To be disabled too frequently also means to be excluded. And often it is, not only people, but also buildings that exclude. In the early years of learning to include people with disabilities in the mainstream of society, this was partly resolved through renovating buildings as an after-thought. For example, one might tear down steps to install a ramp in their place. But what if a building could be designed to include everyone from the beginning? Not just disabled people but also people of all ages, shapes, and sizes, with all needs? What if architects worked on inclusion from the very earliest stages of thinking, planning, and drawing blue prints? That brings us to the concept of universal design:

“Universal design implies a process that goes beyond minimum access codes and standards, to design environments that are comfortably usable by people from childhood into their oldest years. Integrating the core principles of universal design–equitable use, flexibility in use, simple and intuitive, perceptible information, tolerance for error, low physical efforts, and size and shape for approach and use–can improve livability and quality of life for everyone.”

A new, free on-line book discusses these concepts in more depth. Individual chapters are written by authors from around the world, including Brazil and Thailand. The book can be downloaded for free in PDF format at https://kb.osu.edu/dspace/handle/1811/24833. It is available both in regular print and in a large-print version.

Please do share your opinions about this book in the comments area below.

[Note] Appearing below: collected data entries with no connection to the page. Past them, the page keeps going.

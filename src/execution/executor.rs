//! Pipeline executor - runs the steps of a resolved configuration in order

use crate::core::{ResolvedConfiguration, StepKind};
use crate::entity::{BackupTask, Engine, Failure};
use crate::process::ProcessRunner;
use chrono::{DateTime, Utc};
use std::sync::Arc;
use tracing::{debug, info, warn};
use uuid::Uuid;

/// Database engines switched off for a run
#[derive(Debug, Clone, Copy, Default, PartialEq, Eq)]
pub struct DisableToggles {
    pub postgresql: bool,
    pub mysql: bool,
    /// Disables every engine
    pub databases: bool,
}

impl DisableToggles {
    pub fn disables(&self, engine: Engine) -> bool {
        self.databases
            || match engine {
                Engine::PostgreSql => self.postgresql,
                Engine::MySql => self.mysql,
            }
    }
}

/// Outcome of one step
#[derive(Debug, Clone, Copy, PartialEq, Eq)]
pub enum StepStatus {
    Completed,
    CompletedWithFailures(usize),
    Skipped,
}

#[derive(Debug, Clone)]
pub struct StepReport {
    pub no: u32,
    pub kind: StepKind,
    pub status: StepStatus,
    pub failures: Vec<Failure>,
}

/// Everything that happened during one run
#[derive(Debug, Clone)]
pub struct PipelineReport {
    pub run_id: Uuid,
    pub steps: Vec<StepReport>,
    pub started_at: DateTime<Utc>,
    pub finished_at: DateTime<Utc>,
}

impl PipelineReport {
    pub fn failures(&self) -> impl Iterator<Item = &Failure> {
        self.steps.iter().flat_map(|step| step.failures.iter())
    }

    pub fn failure_count(&self) -> usize {
        self.failures().count()
    }

    pub fn duration(&self) -> chrono::Duration {
        self.finished_at - self.started_at
    }
}

/// Events that can occur during pipeline execution
#[derive(Debug, Clone)]
pub enum ExecutionEvent {
    PipelineStarted {
        run_id: Uuid,
        steps: usize,
    },
    StepStarted {
        no: u32,
        kind: StepKind,
    },
    StepSkipped {
        no: u32,
        kind: StepKind,
        reason: String,
    },
    StepFinished {
        no: u32,
        kind: StepKind,
        failures: Vec<Failure>,
    },
    PipelineCompleted {
        run_id: Uuid,
        failures: usize,
    },
}

/// Type for event handlers
pub type EventHandler = Arc<dyn Fn(ExecutionEvent) + Send + Sync>;

/// Runs a pipeline step by step. A failing task never stops the run; its
/// failures end up in the report.
pub struct PipelineExecutor<'a> {
    config: &'a ResolvedConfiguration,
    runner: Arc<dyn ProcessRunner>,
    toggles: DisableToggles,
    event_handlers: Vec<EventHandler>,
}

impl<'a> PipelineExecutor<'a> {
    pub fn new(config: &'a ResolvedConfiguration, runner: Arc<dyn ProcessRunner>) -> Self {
        Self {
            config,
            runner,
            toggles: DisableToggles::default(),
            event_handlers: Vec::new(),
        }
    }

    pub fn with_toggles(mut self, toggles: DisableToggles) -> Self {
        self.toggles = toggles;
        self
    }

    /// Add an event handler
    pub fn add_event_handler<F>(&mut self, handler: F)
    where
        F: Fn(ExecutionEvent) + Send + Sync + 'static,
    {
        self.event_handlers.push(Arc::new(handler));
    }

    /// Emit an event to all handlers
    fn emit_event(&self, event: ExecutionEvent) {
        for handler in &self.event_handlers {
            handler(event.clone());
        }
    }

    /// Execute the entire pipeline
    pub async fn run(&self) -> PipelineReport {
        let run_id = Uuid::new_v4();
        let started_at = Utc::now();
        let pipeline = &self.config.pipeline;

        info!("Starting backup run {} with {} steps", run_id, pipeline.len());
        self.emit_event(ExecutionEvent::PipelineStarted {
            run_id,
            steps: pipeline.len(),
        });

        let mut steps = Vec::with_capacity(pipeline.len());
        for (no, kind) in pipeline.iter() {
            steps.push(self.run_step(no, kind).await);
        }

        let report = PipelineReport {
            run_id,
            steps,
            started_at,
            finished_at: Utc::now(),
        };

        let failures = report.failure_count();
        if failures == 0 {
            info!("Backup run {} completed", run_id);
        } else {
            warn!("Backup run {} completed with {} failures", run_id, failures);
        }
        self.emit_event(ExecutionEvent::PipelineCompleted { run_id, failures });
        report
    }

    /// Execute a single step
    async fn run_step(&self, no: u32, kind: StepKind) -> StepReport {
        if let Some(engine) = kind.engine() {
            if self.toggles.disables(engine) {
                info!("Step {} ({}) skipped: {} disabled", no, kind, engine);
                self.emit_event(ExecutionEvent::StepSkipped {
                    no,
                    kind,
                    reason: format!("{} dumps disabled", engine),
                });
                return StepReport {
                    no,
                    kind,
                    status: StepStatus::Skipped,
                    failures: Vec::new(),
                };
            }
        }

        info!("Step {}: {}", no, kind);
        self.emit_event(ExecutionEvent::StepStarted { no, kind });

        let mut failures = Vec::new();
        match self.tasks(kind) {
            Ok(tasks) => {
                if tasks.is_empty() {
                    debug!("Step {} ({}) has nothing to do", no, kind);
                }
                for task in tasks {
                    debug!("Step {}: {}", no, task.label());
                    failures.extend(task.execute(self.runner.as_ref()).await);
                }
            }
            Err(failure) => failures.push(failure),
        }

        self.emit_event(ExecutionEvent::StepFinished {
            no,
            kind,
            failures: failures.clone(),
        });

        let status = if failures.is_empty() {
            StepStatus::Completed
        } else {
            StepStatus::CompletedWithFailures(failures.len())
        };
        StepReport {
            no,
            kind,
            status,
            failures,
        }
    }

    /// Tasks a step runs, in configuration order
    fn tasks(&self, kind: StepKind) -> Result<Vec<&dyn BackupTask>, Failure> {
        Ok(match kind {
            StepKind::Backup => self
                .config
                .sources
                .iter()
                .map(|source| source as &dyn BackupTask)
                .collect(),
            StepKind::PostgresDump => self.dump_tasks(Engine::PostgreSql),
            StepKind::MySqlDump => self.dump_tasks(Engine::MySql),
            StepKind::Script(id) => match self.config.script(id) {
                Some(script) => vec![script as &dyn BackupTask],
                None => {
                    return Err(Failure::new(
                        kind.to_string(),
                        format!("script {} is not defined", id),
                    ))
                }
            },
        })
    }

    fn dump_tasks(&self, engine: Engine) -> Vec<&dyn BackupTask> {
        self.config
            .databases_for(engine)
            .map(|db| db as &dyn BackupTask)
            .collect()
    }
}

I also welcome submissions of a more thorough book review from someone who is familiar with the concept of universal design as applied in developing countries; any such submissions can be sent to me via email at ashettle [at] patriot [dot] net.

The remaining text in this post comes from an announcement written and forwarded by other sources:

Universal Design and Visitability: From Accessibility to Zoning
Edited by Jack L Nasar and Jennifer Evans-Cowley

https://kb.osu.edu/dspace/handle/1811/24833

This book is available for down load at no cost through the generous support of The National Endowment for the Arts Universal Design Leadership Initiative, The Ohio State University’s Knowlton School of Architecture, John Glenn School of Public Affairs, Kirwin Institute for the Study of Race and Ethnicity, Americans with Disabilities Act Coordinator’s Office.

We hope it advances your interest and understanding of this exciting and ever-widening approach and assists in the teaching of universal design, developing policies that encourage the use of universal design as a process for planning and designing environments that are attractive, comfortable and usable.

CONTENTS

Preface by Jack L. Nasar and Jennifer Evans-Cowley

Forward by Deborah Kendrick

The Seven Principles of Universal Design into Planning Practice by Wolfgang F. E. Preiser

Toward Inclusive Housing and Neighborhood Design: A Look at Visitability by Jordana L. Maisel

Universal Design, Architecture and Spatial Cognition without Sight by Shohreh Rashtian

Universal Design in Public Transportation: “Segway” to the Future by Katharine Hunter-Zaworski

As Your County Gets Older…Planning for Senior Housing Needs in Howard County, Maryland by Stephen Lafferty

Making universal design work in zoning and regional planning: A Scandinavian approach by Olav Rand Bringa

Research and Teaching Of Accessibility and Universal Design In Brazil: Hindrances and Challenges In a Developing Country by Cristiane Rose Duarte and Regina Cohen

Universal Design Guidelines to Accommodate Wheelchair Occupants in the Thai Context by Antika Sawadsri

Universal Design in the Institutional Setting: Weaving a Philosophy into Campus Planning by L. Scott Lissner


This book can be downloaded at https://kb.osu.edu/dspace/handle/1811/24833.

Most of the text for this blog post was taken from an announcement sent to me via one of my contacts. The announcement originally was distributed on the Disability-Research Discussion list managed by the Centre for Disability Studies at the University of Leeds. Following the link will allow you to browse through the list archives or join the list.